━━ MATERIALS PROVIDED ━━

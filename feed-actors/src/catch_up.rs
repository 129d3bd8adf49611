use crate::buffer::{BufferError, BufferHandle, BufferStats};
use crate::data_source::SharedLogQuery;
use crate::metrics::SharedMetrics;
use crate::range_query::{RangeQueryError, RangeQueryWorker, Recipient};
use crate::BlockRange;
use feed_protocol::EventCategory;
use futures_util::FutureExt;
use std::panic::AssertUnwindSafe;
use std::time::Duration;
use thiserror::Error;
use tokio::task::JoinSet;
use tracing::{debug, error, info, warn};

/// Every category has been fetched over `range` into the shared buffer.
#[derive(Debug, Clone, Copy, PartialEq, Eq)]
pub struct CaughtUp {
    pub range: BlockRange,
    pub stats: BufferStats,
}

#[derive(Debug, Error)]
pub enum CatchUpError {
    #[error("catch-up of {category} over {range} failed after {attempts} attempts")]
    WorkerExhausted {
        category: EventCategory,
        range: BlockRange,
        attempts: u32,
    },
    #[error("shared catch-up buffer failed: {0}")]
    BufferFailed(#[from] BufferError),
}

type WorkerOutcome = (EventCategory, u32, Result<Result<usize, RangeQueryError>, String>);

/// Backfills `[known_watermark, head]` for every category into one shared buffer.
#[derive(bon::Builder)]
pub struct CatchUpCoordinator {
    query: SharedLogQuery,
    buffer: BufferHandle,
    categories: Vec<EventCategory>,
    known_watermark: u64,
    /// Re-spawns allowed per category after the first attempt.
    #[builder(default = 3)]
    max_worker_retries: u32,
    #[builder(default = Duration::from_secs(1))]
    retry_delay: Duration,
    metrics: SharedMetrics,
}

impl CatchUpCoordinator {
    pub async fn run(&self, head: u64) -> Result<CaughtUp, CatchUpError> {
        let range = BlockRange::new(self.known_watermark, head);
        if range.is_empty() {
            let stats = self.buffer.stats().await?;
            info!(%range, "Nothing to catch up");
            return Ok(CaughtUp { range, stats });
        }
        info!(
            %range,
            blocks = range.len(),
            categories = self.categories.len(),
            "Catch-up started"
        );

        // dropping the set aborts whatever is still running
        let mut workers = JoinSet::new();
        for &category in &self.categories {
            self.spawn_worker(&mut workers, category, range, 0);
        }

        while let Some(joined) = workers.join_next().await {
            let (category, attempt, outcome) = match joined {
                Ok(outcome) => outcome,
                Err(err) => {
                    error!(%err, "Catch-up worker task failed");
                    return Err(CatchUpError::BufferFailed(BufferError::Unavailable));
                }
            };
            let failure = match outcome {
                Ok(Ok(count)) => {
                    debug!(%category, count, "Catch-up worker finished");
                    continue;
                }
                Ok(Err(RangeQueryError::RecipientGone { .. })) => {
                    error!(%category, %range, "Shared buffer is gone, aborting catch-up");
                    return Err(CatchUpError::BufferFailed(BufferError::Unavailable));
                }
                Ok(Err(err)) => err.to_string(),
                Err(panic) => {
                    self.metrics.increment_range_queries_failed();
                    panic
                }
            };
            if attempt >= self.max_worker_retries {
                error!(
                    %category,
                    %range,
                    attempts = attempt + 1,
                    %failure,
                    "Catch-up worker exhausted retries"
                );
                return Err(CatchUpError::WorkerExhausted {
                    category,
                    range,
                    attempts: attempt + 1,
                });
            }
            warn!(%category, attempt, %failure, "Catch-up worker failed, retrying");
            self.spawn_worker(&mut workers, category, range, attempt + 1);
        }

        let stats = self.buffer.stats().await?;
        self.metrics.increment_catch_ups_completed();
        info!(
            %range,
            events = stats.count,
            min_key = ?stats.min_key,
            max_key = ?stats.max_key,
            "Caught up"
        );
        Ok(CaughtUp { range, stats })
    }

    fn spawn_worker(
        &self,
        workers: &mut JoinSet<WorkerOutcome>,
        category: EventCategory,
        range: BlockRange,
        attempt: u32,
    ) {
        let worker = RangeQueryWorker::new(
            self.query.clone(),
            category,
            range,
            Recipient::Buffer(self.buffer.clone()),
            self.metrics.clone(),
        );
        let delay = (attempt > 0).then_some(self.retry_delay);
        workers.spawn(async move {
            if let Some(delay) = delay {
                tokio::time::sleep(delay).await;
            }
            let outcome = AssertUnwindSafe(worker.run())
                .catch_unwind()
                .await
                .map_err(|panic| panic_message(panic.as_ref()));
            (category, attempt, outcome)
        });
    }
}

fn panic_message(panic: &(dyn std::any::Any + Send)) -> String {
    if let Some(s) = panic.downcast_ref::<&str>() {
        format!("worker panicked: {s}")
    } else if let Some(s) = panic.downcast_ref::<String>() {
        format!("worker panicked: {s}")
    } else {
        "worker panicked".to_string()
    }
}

━━━

▸ **THE TASK**: In the records, locate each line holding the string "CatchUpCoordinator" and copy it.

▸ **SOLUTION**:
pub struct CatchUpCoordinator {
impl CatchUpCoordinator {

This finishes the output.